What is needed: Under this line are the records; write out word for word the part that begins at the line containing "repository eab66d39d6ef3544" and ends at the line containing "use super::store::OpenStore;", and no more.

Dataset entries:
+++++

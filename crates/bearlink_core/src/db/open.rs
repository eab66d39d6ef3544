//! Read-only connection bootstrap.
//!
//! # Responsibility
//! - Open the store file without write access.
//! - Configure pragmas that keep this process from contending with the host
//!   app's writer.
//! - Discover the schema before returning a usable handle.
//!
//! # Invariants
//! - Returned handles have `query_only=ON` and a 5 s busy timeout.

use super::schema::discover_schema;
use super::store::OpenStore;
use super::{StoreError, StoreResult};
use log::{error, info};
use rusqlite::{Connection, OpenFlags};
use std::path::Path;
use std::time::{Duration, Instant};

const BUSY_TIMEOUT: Duration = Duration::from_secs(5);

/// Opens the store at `path` read-only and discovers its schema.
///
/// # Side effects
/// - Emits `store_open` logging events with duration and status.
///
/// # Errors
/// - [`StoreError::OpenFailed`] when SQLite refuses the file or the schema
///   does not look like a note store.
pub fn open_read_only(path: impl AsRef<Path>) -> StoreResult<OpenStore> {
    let path = path.as_ref();
    let started_at = Instant::now();
    info!(
        "event=store_open module=db status=start path={}",
        path.display()
    );

    let conn = match Connection::open_with_flags(
        path,
        OpenFlags::SQLITE_OPEN_READ_ONLY | OpenFlags::SQLITE_OPEN_NO_MUTEX,
    )
    .and_then(|conn| configure_connection(&conn).map(|()| conn))
    {
        Ok(conn) => conn,
        Err(err) => {
            error!(
                "event=store_open module=db status=error duration_ms={} error_code=store_open_failed error={}",
                started_at.elapsed().as_millis(),
                err
            );
            return Err(StoreError::open_failed(
                path,
                "database could not be opened read-only",
                err,
            ));
        }
    };

    match discover_schema(&conn) {
        Ok(schema) => {
            info!(
                "event=store_open module=db status=ok duration_ms={} join_table={}",
                started_at.elapsed().as_millis(),
                schema.join_table()
            );
            Ok(OpenStore::new(path.to_path_buf(), conn, schema))
        }
        Err(err) => {
            error!(
                "event=store_open module=db status=error duration_ms={} error_code=store_schema_unsupported error={}",
                started_at.elapsed().as_millis(),
                err
            );
            Err(StoreError::open_failed(
                path,
                "file is not a supported note store",
                err,
            ))
        }
    }
}

fn configure_connection(conn: &Connection) -> rusqlite::Result<()> {
    conn.busy_timeout(BUSY_TIMEOUT)?;
    conn.pragma_update(None, "query_only", "ON")?;
    Ok(())
}
mod common;

use bearlink_core::action::Action;
use bearlink_core::{NoteId, NoteService, NoteServiceError, RepoError, StoreError};
use common::{NewNote, RecordingChannel, StoreFixture};

fn tags(values: &[&str]) -> Vec<String> {
    values.iter().map(|value| value.to_string()).collect()
}

#[test]
fn create_note_prepends_tag_line_before_body() {
    let fixture = StoreFixture::new();
    let service = NoteService::new(fixture.reader(), RecordingChannel::default());

    service.create_note("X", "body", &tags(&["a", "b"])).unwrap();

    let request = service.writer().last();
    assert_eq!(request.action, Action::Create);
    assert_eq!(request.get("title"), Some("X"));
    assert_eq!(request.get("text"), Some("#a #b\n\nbody"));
    assert!(request.to_url("bear").contains("text=%23a%20%23b%0A%0Abody"));
}

#[test]
fn create_note_is_not_read_back() {
    let fixture = StoreFixture::new();
    let service = NoteService::new(fixture.reader(), RecordingChannel::default());

    service.create_note("Fresh", "text", &[]).unwrap();

    // Dispatch alone never opens the store.
    assert_eq!(
        service.reader().store().state(),
        bearlink_core::StoreState::Uninitialized
    );
    assert!(service.search(Some("Fresh"), None).unwrap().is_empty());
}

#[test]
fn replace_content_serializes_title_then_tags_then_body() {
    let fixture = StoreFixture::new();
    let service = NoteService::new(fixture.reader(), RecordingChannel::default());
    let id = NoteId::new("N1");

    service
        .replace_content(&id, "New title", "new body", &tags(&["work", "deep focus"]))
        .unwrap();

    let request = service.writer().last();
    assert_eq!(request.action, Action::AddText);
    assert_eq!(request.get("id"), Some("N1"));
    assert_eq!(request.get("mode"), Some("replace_all"));
    assert_eq!(
        request.get("text"),
        Some("# New title\n#work #deep focus#\n\nnew body")
    );
}

#[test]
fn replace_content_without_tags_has_no_tag_line() {
    let fixture = StoreFixture::new();
    let service = NoteService::new(fixture.reader(), RecordingChannel::default());

    service
        .replace_content(&NoteId::new("N1"), "T", "body", &[])
        .unwrap();
    assert_eq!(service.writer().last().get("text"), Some("# T\n\nbody"));
}

#[test]
fn append_and_prepend_use_add_text_modes() {
    let fixture = StoreFixture::new();
    let service = NoteService::new(fixture.reader(), RecordingChannel::default());
    let id = NoteId::new("N1");

    service.append_text(&id, "tail").unwrap();
    let append = service.writer().last();
    assert_eq!(append.action, Action::AddText);
    assert_eq!(append.get("mode"), Some("append"));
    assert_eq!(append.get("text"), Some("tail"));

    service.prepend_text(&id, "head").unwrap();
    let prepend = service.writer().last();
    assert_eq!(prepend.get("mode"), Some("prepend"));
    assert_eq!(prepend.get("text"), Some("head"));
}

#[test]
fn lifecycle_operations_dispatch_matching_actions() {
    let fixture = StoreFixture::new();
    let service = NoteService::new(fixture.reader(), RecordingChannel::default());
    let id = NoteId::new("N1");

    service.trash_note(&id).unwrap();
    assert_eq!(service.writer().last().action, Action::Trash);
    service.archive_note(&id).unwrap();
    assert_eq!(service.writer().last().action, Action::Archive);
    service.unarchive_note(&id).unwrap();
    assert_eq!(service.writer().last().action, Action::Unarchive);
    assert_eq!(service.writer().count(), 3);
}

#[test]
fn tag_operations_normalize_names() {
    let fixture = StoreFixture::new();
    let service = NoteService::new(fixture.reader(), RecordingChannel::default());

    service.rename_tag(" #old ", "new").unwrap();
    let rename = service.writer().last();
    assert_eq!(rename.action, Action::RenameTag);
    assert_eq!(rename.get("name"), Some("old"));
    assert_eq!(rename.get("new_name"), Some("new"));

    service.delete_tag("#old").unwrap();
    let delete = service.writer().last();
    assert_eq!(delete.action, Action::DeleteTag);
    assert_eq!(delete.get("name"), Some("old"));
}

#[test]
fn blank_inputs_are_rejected_before_dispatch() {
    let fixture = StoreFixture::new();
    let service = NoteService::new(fixture.reader(), RecordingChannel::default());
    let blank = NoteId::new("  ");

    assert!(matches!(
        service.trash_note(&blank),
        Err(NoteServiceError::InvalidInput(_))
    ));
    assert!(matches!(
        service.append_text(&blank, "text"),
        Err(NoteServiceError::InvalidInput(_))
    ));
    assert!(matches!(
        service.get_note(&blank),
        Err(NoteServiceError::InvalidInput(_))
    ));
    assert!(matches!(
        service.rename_tag("#", "new"),
        Err(NoteServiceError::InvalidInput(_))
    ));
    assert!(matches!(
        service.rename_tag("same", "#same"),
        Err(NoteServiceError::InvalidInput(_))
    ));
    assert!(matches!(
        service.list_by_tag(" "),
        Err(NoteServiceError::InvalidInput(_))
    ));
    assert_eq!(service.writer().count(), 0);
}

#[test]
fn dispatch_failure_is_wrapped_as_write_error() {
    let fixture = StoreFixture::new();
    let service = NoteService::new(fixture.reader(), RecordingChannel::failing());

    let err = service.archive_note(&NoteId::new("N1")).unwrap_err();
    match &err {
        NoteServiceError::Write(bearlink_core::ActionError::DispatchFailed {
            action,
            params,
            ..
        }) => {
            assert_eq!(*action, Action::Archive);
            assert!(params.iter().any(|(k, v)| *k == "id" && v == "N1"));
        }
        other => panic!("expected dispatch failure, got {other:?}"),
    }
    assert!(err.to_string().contains("action call failed"));
}

#[test]
fn reads_go_through_the_store() {
    let fixture = StoreFixture::new();
    fixture.insert(NewNote::new("P1", "Project Plan").tags(&["Work"]));
    fixture.insert(NewNote::new("P2", "Old project").trashed());
    fixture.insert(NewNote::new("A1", "Shelved").archived());
    let service = NoteService::new(fixture.reader(), RecordingChannel::default());

    let found = service.search(Some("project"), None).unwrap();
    assert_eq!(found.len(), 1);
    assert!(found[0].content.is_none());

    assert_eq!(service.search(None, None).unwrap().len(), 1);
    assert_eq!(service.list_by_tag("work").unwrap().len(), 1);
    assert_eq!(service.list_archived().unwrap()[0].id, NoteId::new("A1"));
    assert_eq!(service.list_tags().unwrap()[0].name, "Work");
    assert!(service.get_note(&NoteId::new("nope")).unwrap().is_none());
}

#[test]
fn shutdown_closes_the_store() {
    let fixture = StoreFixture::new();
    let mut service = NoteService::new(fixture.reader(), RecordingChannel::default());
    service.list_tags().unwrap();

    service.shutdown();
    service.shutdown();

    let err = service.list_tags().unwrap_err();
    assert!(matches!(
        err,
        NoteServiceError::Read(RepoError::Store(StoreError::Closed))
    ));
}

+++++

Answer to this task:
repository eab66d39d6ef3544
//! Read-only connection bootstrap.
//!
//! # Responsibility
//! - Open the store file without write access.
//! - Configure pragmas that keep this process from contending with the host
//!   app's writer.
//! - Discover the schema before returning a usable handle.
//!
//! # Invariants
//! - Returned handles have `query_only=ON` and a 5 s busy timeout.

use super::schema::discover_schema;
use super::store::OpenStore;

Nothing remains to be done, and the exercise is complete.